■ TASK DESCRIPTION:
You are to retype all of the data exactly as it appears.

Saved entries:
-------

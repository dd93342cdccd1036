//! Error type for project lifecycle operations.

use std::path::PathBuf;
use thiserror::Error;

use crate::archive::ArchiveError;

/// Project operation errors
#[derive(Error, Debug)]
pub enum ProjectError {
    #[error("unrecognized project type: '{0}' (see `labrat config` for the allowed list)")]
    InvalidProjectType(String),

    #[error("project name sanitizes to nothing: '{0}'")]
    EmptyName(String),

    #[error("project directory already exists: {0}")]
    PathExists(PathBuf),

    #[error("path not found: {0}")]
    PathNotFound(PathBuf),

    #[error("metadata error in {dir}: {message}")]
    Metadata { dir: PathBuf, message: String },

    #[error(transparent)]
    Archive(#[from] ArchiveError),

    #[error("IO error: {0}")]
    Io(#[from] std::io::Error),
}

/// Result type alias
pub type Result<T> = std::result::Result<T, ProjectError>;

-------

■ ANSWER:
repository dd93342cdccd1036
//! Error type for project lifecycle operations.

use std::path::PathBuf;
use thiserror::Error;

use crate::archive::ArchiveError;

/// Project operation errors
#[derive(Error, Debug)]
pub enum ProjectError {
    #[error("unrecognized project type: '{0}' (see `labrat config` for the allowed list)")]
    InvalidProjectType(String),

    #[error("project name sanitizes to nothing: '{0}'")]
    EmptyName(String),

    #[error("project directory already exists: {0}")]
    PathExists(PathBuf),

    #[error("path not found: {0}")]
    PathNotFound(PathBuf),

    #[error("metadata error in {dir}: {message}")]
    Metadata { dir: PathBuf, message: String },

    #[error(transparent)]
    Archive(#[from] ArchiveError),

    #[error("IO error: {0}")]
    Io(#[from] std::io::Error),
}

/// Result type alias
pub type Result<T> = std::result::Result<T, ProjectError>;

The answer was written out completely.